Decision-Making-Methods

Maybe you weren’t expecting to have to make this choice so soon, or maybe you’ve been putting off making it for months, but here you are. It’s time to make a decision, and you are painfully aware of how much this choice might influence your life. Whatever you pick will make ripples in your future that you’re not able to predict. It’s a lot of pressure, and it can be pretty paralyzing. 

Even though nobody can tell you what to choose, there are ways you can approach this decision that will at least help you figure out how to make a choice that you can ultimately be at peace with.

Flip a coin

No, really. Flip a coin, and then pay really close attention to how you feel when it lands. Are you a little bit relieved by the verdict? Disappointed? This is a good trick for when you’re so tangled up in your “pros” and “cons” list that you don’t even know what you want anymore. You don’t have to do what the coin says — what you’re doing is listening for a little voice of deep desire to speak up. It’s often drowned out by other considerations, but it’s worth listening to because that deep desire is usually rooted in a core value.

Focus on what’s most realistic

Being realistic seems obvious, but we put a surprising amount of focus on what we wish life was like, or what we think it ought to be like. I’ve always wanted to be the kind of person who thrives on travel and adventure. But that ignores the fact that shaking up my routine makes me feel unstable. I keep making decisions based on the kind of person I wish I was — and then I find myself backing out when it dawns on me how much I don’t want to, say, take a 12-hour road trip with kids in tow. There’s not going to be any objectively perfect choice in many situations — you have to think honestly about who you are to know what’s the best fit. 

Ask yourself: “How will I feel if everything goes wrong?”

No choice comes without risks. No matter how likely it is that you succeed, there’s always going to be a chance that it crashes and burns. Nothing we do can protect us from the possibility of failure. So think about what happens if a choice does fail and you find yourself living out your worst-case scenario. Do you think, “I cannot believe I did this to myself”? Or do you think, “Well, this sure tanked, but I’m proud of myself for trying”? You can’t control what happens, but if you know you won’t look back with regret, you’ll have peace.  

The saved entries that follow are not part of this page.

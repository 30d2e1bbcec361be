//! Worker delegation gateway (spec.md §4.7): holds a mapping of worker
//! kind to adapter and runs the five-step delegation sequence, tracking
//! an active-workers count that must reach zero after every settled
//! call, exceptional paths included.

use crate::adapter::{CliAdapter, InlineAdapter, WorkerAdapter};
use crate::commands;
use async_trait::async_trait;
use dashmap::DashMap;
use roboppi_common::{ErrorClass, Permit, WorkerKind, WorkerResult, WorkerTask};
use roboppi_executor::ports::GatewayPort;
use roboppi_process::ProcessManager;
use std::collections::HashMap;
use std::sync::atomic::{AtomicUsize, Ordering};
use std::sync::Arc;
use tracing::warn;

pub struct WorkerDelegationGateway {
    adapters: HashMap<WorkerKind, Arc<dyn WorkerAdapter>>,
    custom_adapters: DashMap<String, Arc<dyn WorkerAdapter>>,
    process: ProcessManager,
    active: Arc<AtomicUsize>,
}

impl WorkerDelegationGateway {
    pub fn new(process: ProcessManager) -> Self {
        let mut adapters: HashMap<WorkerKind, Arc<dyn WorkerAdapter>> = HashMap::new();
        adapters.insert(
            WorkerKind::CodexCli,
            Arc::new(CliAdapter::new(process.clone(), commands::codex_cli_command)),
        );
        adapters.insert(
            WorkerKind::ClaudeCode,
            Arc::new(CliAdapter::new(process.clone(), commands::claude_code_command)),
        );
        adapters.insert(
            WorkerKind::Opencode,
            Arc::new(CliAdapter::new(process.clone(), commands::opencode_command)),
        );
        adapters.insert(WorkerKind::Inline, Arc::new(InlineAdapter::new()));
        adapters.insert(
            WorkerKind::Maintenance,
            Arc::new(CliAdapter::new(process.clone(), commands::maintenance_command)),
        );
        Self {
            adapters,
            custom_adapters: DashMap::new(),
            process,
            active: Arc::new(AtomicUsize::new(0)),
        }
    }

    /// Number of tasks currently between `startTask` and the settling of
    /// `awaitResult` (spec.md §4.7's liveness invariant).
    pub fn active_count(&self) -> usize {
        self.active.load(Ordering::SeqCst)
    }

    fn adapter_for(&self, kind: &WorkerKind) -> Option<Arc<dyn WorkerAdapter>> {
        if let Some(adapter) = self.adapters.get(kind) {
            return Some(Arc::clone(adapter));
        }
        let WorkerKind::Custom(name) = kind else {
            return None;
        };
        if let Some(existing) = self.custom_adapters.get(name) {
            return Some(Arc::clone(&existing));
        }
        let adapter: Arc<dyn WorkerAdapter> = Arc::new(CliAdapter::new(
            self.process.clone(),
            commands::custom_command(name.clone()),
        ));
        self.custom_adapters.insert(name.clone(), Arc::clone(&adapter));
        Some(adapter)
    }
}

struct ActiveGuard {
    count: Arc<AtomicUsize>,
}

impl Drop for ActiveGuard {
    fn drop(&mut self) {
        self.count.fetch_sub(1, Ordering::SeqCst);
    }
}

#[async_trait]
impl GatewayPort for WorkerDelegationGateway {
    async fn delegate_task(&self, task: WorkerTask, permit: &Permit) -> WorkerResult {
        let mut task = task;
        // Step 2: the permit's cancellation handle is the task's abort
        // signal, regardless of what the caller already wired up.
        task.abort = permit.cancel.clone();

        let Some(adapter) = self.adapter_for(&task.worker_kind) else {
            warn!(worker_kind = %task.worker_kind, "no adapter registered for worker kind");
            return WorkerResult::failed(
                ErrorClass::NonRetryable,
                format!("unknown worker kind: {}", task.worker_kind),
            );
        };

        self.active.fetch_add(1, Ordering::SeqCst);
        let _guard = ActiveGuard {
            count: Arc::clone(&self.active),
        };

        let handle = match adapter.start_task(task).await {
            Ok(handle) => handle,
            Err(err) => {
                return WorkerResult::failed(
                    ErrorClass::NonRetryable,
                    format!("failed to start worker: {err}"),
                );
            }
        };

        // Step 4: drain the stream ourselves for observability. A caller
        // that wants to tee the events subscribes with its own
        // `stream_events` call before this point — each subscriber gets
        // an independent broadcast receiver.
        if let Some(mut events) = adapter.stream_events(&handle) {
            tokio::spawn(async move { while events.next().await.is_some() {} });
        }

        // If cancellation fires before `awaitResult` settles, tell the
        // adapter so it can start its graceful-then-forced shutdown; the
        // result is always awaited exactly once regardless.
        let cancel_watch = handle.abort.clone();
        let watcher_adapter = Arc::clone(&adapter);
        let watcher_handle = handle.clone();
        let canceller = tokio::spawn(async move {
            cancel_watch.aborted().await;
            watcher_adapter.cancel(&watcher_handle).await;
        });

        let result = adapter.await_result(&handle).await;
        canceller.abort();
        result
    }
}

#[cfg(test)]
mod tests {
    #![allow(clippy::unwrap_used)]
    use super::*;
    use roboppi_common::cancellation::CancelHandle;
    use roboppi_common::ids::{JobId, PermitId};
    use roboppi_common::{BreakerSnapshot, GrantedTokens, OutputMode, WorkerBudget, WorkerHandleId};
    use std::collections::HashSet;
    use std::path::PathBuf;
    use std::time::Duration;

    fn permit() -> Permit {
        Permit {
            id: PermitId::new(),
            job_id: JobId::new(),
            attempt_index: 0,
            deadline: chrono::Utc::now() + chrono::Duration::seconds(30),
            tokens: GrantedTokens::new(None),
            breaker_snapshot: BreakerSnapshot::default(),
            cancel: CancelHandle::new(),
        }
    }

    fn task(kind: WorkerKind) -> WorkerTask {
        WorkerTask {
            task_id: WorkerHandleId::new(),
            worker_kind: kind,
            workspace: PathBuf::from("/"),
            instructions: String::new(),
            capabilities: HashSet::new(),
            output_mode: OutputMode::Batch,
            budget: WorkerBudget {
                deadline: Duration::from_secs(5),
                max_steps: None,
                max_command_time: None,
                grace_period: Some(Duration::from_millis(200)),
            },
            abort: CancelHandle::new(),
            activity: None,
        }
    }

    #[tokio::test]
    async fn unknown_custom_kind_still_spawns_and_succeeds() {
        let gateway = WorkerDelegationGateway::new(ProcessManager::new());
        let p = permit();
        let t = task(WorkerKind::Custom("true".to_string()));
        let result = tokio::time::timeout(Duration::from_secs(5), gateway.delegate_task(t, &p))
            .await
            .expect("should settle promptly");
        assert_eq!(result.status, roboppi_common::WorkerStatus::Succeeded);
        assert_eq!(gateway.active_count(), 0);
    }

    #[tokio::test]
    async fn active_count_returns_to_zero_on_unknown_kind() {
        let gateway = WorkerDelegationGateway::new(ProcessManager::new());
        let p = permit();
        // CliAdapter can't be looked up for a kind outside the fixed map
        // unless it's Custom — exercise the Custom path with a guaranteed
        // spawn failure to confirm the guard still decrements.
        let t = task(WorkerKind::Custom("/definitely/not/a/real/binary".to_string()));
        let result = tokio::time::timeout(Duration::from_secs(5), gateway.delegate_task(t, &p))
            .await
            .expect("should settle promptly");
        assert_eq!(result.status, roboppi_common::WorkerStatus::Failed);
        assert_eq!(gateway.active_count(), 0);
    }
}
//! Error types for the workflow DAG executor.

use thiserror::Error;

pub type ExecutorResult<T> = Result<T, ExecutorError>;

#[derive(Error, Debug)]
pub enum ExecutorError {
    #[error("invalid workflow specification: {0}")]
    InvalidSpecification(String),

    #[error("step {0:?} not found")]
    StepNotFound(String),

    #[error("gateway delegation failed: {0}")]
    DelegationFailed(String),

    #[error("workflow timed out")]
    Timeout,

    #[error("internal invariant violated: {0}")]
    Internal(String),
}

impl From<roboppi_common::CommonError> for ExecutorError {
    fn from(err: roboppi_common::CommonError) -> Self {
        ExecutorError::InvalidSpecification(err.to_string())
    }
}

Not choosing is making a choice, too

When you decide to do nothing, life makes the choice for you. The deadline comes and goes, the person you’re interested assumes you’re not paying attention, you miss your chance. Whatever happens, there’s no scenario where it wasn’t up to you in some way. It seems distressing, but it’s actually a comfort — and it’s a good reason not to give in to the temptation to do nothing at all. 

Nobody else can decide for you

No matter how much you trust somebody, no matter how much experience they have or how well they know you, they’ll never know you better than you know yourself. It’s tempting to go to everyone we know for advice, but it might just end up being distracting and overwhelming. Getting the advice of one or two people you trust most is fine, but the responsibility is ultimately yours. 

Give yourself a deadline to choose

Don’t let your indecision go on forever. If you tell yourself “I don’t want to rush this, but I need an answer by this the end of the week,” you’ll give yourself the gift of not having to rush, but also the sense of urgency to make sure you take the choice seriously and keep it top-of-mind. If you struggle with this, it might help to get somebody to hold you accountable and make sure you meet your deadline.

And above all else, keep in mind that life is unpredictable — there’s a lot more going on than we could possibly control. So do the best you can, and then hang on and enjoy the ride. You’re not in this alone — God is walking with you every step of the way.